电梯平稳上行,狭小的空间里弥漫着令人窒息的沉默。
数字一层层跳动,映在光可鉴人的金属壁上,也映出两人同样紧绷的侧影。
沈亦背脊挺直,目光平视前方,仿佛身边这个人不存在。
只有他自己知道,西装下的身体正承受着怎样的不适,无时无刻不在提醒他昨晚发生的一切。
他刻意忽略那感觉,将所有注意力集中在呼吸的平稳上。
莫琛站在他斜后方半步的位置,目光贪婪又痛苦地流连在沈亦侧脸上。
他看到沈亦苍白的脸色,看到他微微抿紧的唇线,看到他眼睫下淡淡的阴影……
每一处细节都像一把小刀,凌迟着他的心。
他想开口说点什么,道歉、忏悔,或者只是唤一声他的名字,但喉咙却像是被什么堵住了,一个字也吐不出来。
沈亦周身散发的冰冷疏离,比任何责骂都更具威慑力。
“叮。”
电梯到达他们所在的楼层,门无声滑开。
沈亦率先迈步走出,步履依旧尽力维持着平稳,只有仔细观察,才能发现他落脚时的些微凝滞和腰部不自然的僵硬。

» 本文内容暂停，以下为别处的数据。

//! Row-major cell addressing.
//!
//! Cells are stored flat; a cell's address is derived from its position in
//! that sequence and the current column count. `flat_index` and
//! `address_at` are exact inverses for every in-bounds pair, and the
//! checked probe returns `None` out of bounds so callers can test grid
//! edges without failing.

use crate::data_types::GridAddress;

/// Flat row-major index of `address` under `column_count` columns.
pub fn flat_index(address: GridAddress, column_count: usize) -> usize {
    address.row * column_count + address.column
}

/// Address of the cell stored at `index` under `column_count` columns.
/// `column_count` must be non-zero; an empty axis has no addresses.
pub fn address_at(index: usize, column_count: usize) -> GridAddress {
    debug_assert!(column_count > 0);
    GridAddress::new(index / column_count, index % column_count)
}

/// Bounds-checked flat index, `None` if `address` names no cell.
pub fn checked_index(
    address: GridAddress,
    row_count: usize,
    column_count: usize,
) -> Option<usize> {
    if address.row >= row_count || address.column >= column_count {
        return None;
    }
    Some(flat_index(address, column_count))
}
use crate::data_types::{Axis, CellId, TrackSize};
use crate::grid::Grid;
use crate::grid_view::GridView;
use gpui::prelude::*;
use gpui::*;
use std::cell::RefCell;
use std::collections::{HashMap, HashSet};
use std::rc::Rc;

/// Pixel offset and extent of each track on one axis: every track gets its
/// fr share of the space left over after gaps. A zero fr total collapses
/// every track to zero extent rather than dividing by it.
fn track_extents(sizes: &[TrackSize], container: f32, gap: f32) -> Vec<(f32, f32)> {
    if sizes.is_empty() {
        return Vec::new();
    }
    let gap_total = gap * (sizes.len() - 1) as f32;
    let available = (container - gap_total).max(0.0);
    let fr_total: f32 = sizes.iter().map(|size| size.value()).sum();
    let scale = if fr_total > 0.0 {
        available / fr_total
    } else {
        0.0
    };

    let mut origin = 0.0;
    sizes
        .iter()
        .map(|size| {
            let extent = size.value() * scale;
            let slot = (origin, extent);
            origin += extent + gap;
            slot
        })
        .collect()
}

pub struct GridRenderer {
    pub grid: Entity<Grid>,

    // Geometry shared with the input handler
    pub bounds: Rc<RefCell<Bounds<Pixels>>>,
    pub cell_bounds: Rc<RefCell<HashMap<CellId, Bounds<Pixels>>>>,
}

impl GridRenderer {
    pub fn new(
        grid: Entity<Grid>,
        bounds: Rc<RefCell<Bounds<Pixels>>>,
        cell_bounds: Rc<RefCell<HashMap<CellId, Bounds<Pixels>>>>,
    ) -> Self {
        Self {
            grid,
            bounds,
            cell_bounds,
        }
    }

    /// Container-relative rectangles of every cell, row-major.
    pub fn cell_rects(grid: &Grid) -> Vec<Bounds<Pixels>> {
        let gap = f32::from(grid.config.gap_thickness);
        let columns = track_extents(grid.columns().sizes(), f32::from(grid.config.width), gap);
        let rows = track_extents(grid.rows().sizes(), f32::from(grid.config.height), gap);

        let mut rects = Vec::with_capacity(rows.len() * columns.len());
        for (row_origin, row_extent) in &rows {
            for (column_origin, column_extent) in &columns {
                rects.push(Bounds {
                    origin: Point {
                        x: px(*column_origin),
                        y: px(*row_origin),
                    },
                    size: Size {
                        width: px(*column_extent),
                        height: px(*row_extent),
                    },
                });
            }
        }
        rects
    }

    pub fn render(&mut self, _window: &mut Window, cx: &mut Context<GridView>) -> Div {
        let grid = self.grid.read(cx);
        let theme = grid.theme.clone();
        let config = grid.config.clone();
        let rects = Self::cell_rects(grid);

        // Drop geometry of cells that no longer exist so a stale handle (or
        // a drag whose anchor was removed) stops resolving.
        let live: HashSet<CellId> = grid.cells().map(|cell| cell.id).collect();
        self.cell_bounds
            .borrow_mut()
            .retain(|id, _| live.contains(id));

        let mut children = Vec::new();
        for (cell, rect) in grid.cells().zip(rects) {
            let id = cell.id;
            let cell_rc = self.cell_bounds.clone();
            let mut cell_div = div()
                .absolute()
                .left(rect.origin.x)
                .top(rect.origin.y)
                .w(rect.size.width)
                .h(rect.size.height)
                .bg(theme.cell_background)
                .text_size(theme.cell_text_size)
                .text_color(theme.cell_text)
                .child(
                    canvas(
                        move |_, _, _| {},
                        move |bounds, (), _, _| {
                            cell_rc.borrow_mut().insert(id, bounds);
                        },
                    )
                    .absolute()
                    .size_full(),
                );
            if let Some(content) = cell.content.clone() {
                cell_div = cell_div.child(div().absolute().size_full().child(content));
            }
            children.push(cell_div.into_any_element());
        }

        // While a drag is live the whole container shows the axis resize
        // cursor, the analog of the original cursor lock.
        let cursor = grid.resize_session().map(|session| match session.axis {
            Axis::Column => CursorStyle::ResizeLeftRight,
            Axis::Row => CursorStyle::ResizeUpDown,
        });

        let bounds_rc = self.bounds.clone();
        div()
            .w(config.width)
            .h(config.height)
            .relative()
            .bg(config.gap_color)
            .when_some(cursor, |this, cursor| this.cursor(cursor))
            .child(
                canvas(
                    move |_, _, _| {},
                    move |bounds, (), _, _| {
                        *bounds_rc.borrow_mut() = bounds;
                    },
                )
                .absolute()
                .size_full(),
            )
            .children(children)
    }
}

莫琛跟在他身后,看着他挺直却略显僵硬的背影,心如刀绞。
走廊铺着厚厚的地毯,脚步落下无声。
沈亦的房间在前面,莫琛的就在隔壁。
眼看沈亦走到了自己房门前,拿出房卡,滴的一声轻响,绿灯亮起。
就在沈亦伸手推门,即将踏入那个能将他与莫琛彻底隔绝的空间的刹那——
莫琛再也按捺不住内心翻涌的恐慌和愧疚,一个箭步冲上前,从后面紧紧抱住了沈亦。
“沈亦!”他的声音带着哽咽,手臂环得很紧,却又不敢真的用全力,怕弄疼了他。
“对不起……对不起……是我混蛋,是我禽兽不如。你打我,骂我,怎么对我都行,就是别不理我……好不好?”
沈亦的身体在他抱住的那一刻骤然僵住,浑身的血液仿佛都凝固了。
背后传来的温度、青年胸膛的起伏、还有那带着湿意的、颤抖的哀求,像一张密不透风的网,将他牢牢罩住。
他闭了闭眼,强压下心头瞬间涌起的、连自己都分辨不清的复杂情绪——是愤怒?是屈辱?还是别的什么?
他深吸一口气,声音是刻意维持的平静和疲惫:“莫琛,放开。我累了。”
“我不放!”莫琛将脸埋在他肩颈处,声音闷闷的。
“除非你答应不再这样对我。沈亦,我知道我错了,我该死……可你能不能……别用这种方式惩罚我?
我宁愿你扇我耳光,把我骂得狗血淋头,也不想看你这样……冷冰冰的,好像我们从来都不认识一样……”
沈亦的心,因为这番话,不受控制地抽痛了一下。
他感觉到了颈窝处传来的湿意——莫琛哭了。
这个发觉让他的防线出现了细微的裂痕。
从小到大,莫琛哭的次数屈指可数,每次都是真的伤心了、害怕了,才会掉泪。
他习惯了去哄他,去擦掉他的眼泪,给他一个安心的拥抱。
可是现在……
沈亦用力掰开莫琛环在他腰间的手,转过身,面对着这个眼眶通红、满脸泪痕的年轻人。
他的目光依旧平静,甚至有些空洞。
“莫琛,”他的声音很轻,带着一种深深的倦意,“早点休息吧。我也累了。明天还有工作。”
说完,他再次试图转身进门。
“不!”莫琛像是被他的冷漠彻底刺痛,再次抓住他的手臂,力道有些失控,逼得沈亦不得不停下脚步。
“沈亦,你告诉我!”莫琛盯着他,眼睛里面燃烧着最后一丝希望的火苗,混合着疯狂和哀求。
“你其实也不反感的,对不对?昨晚……你也不是完全……无动于衷的,对不对?我的感觉不会错的!”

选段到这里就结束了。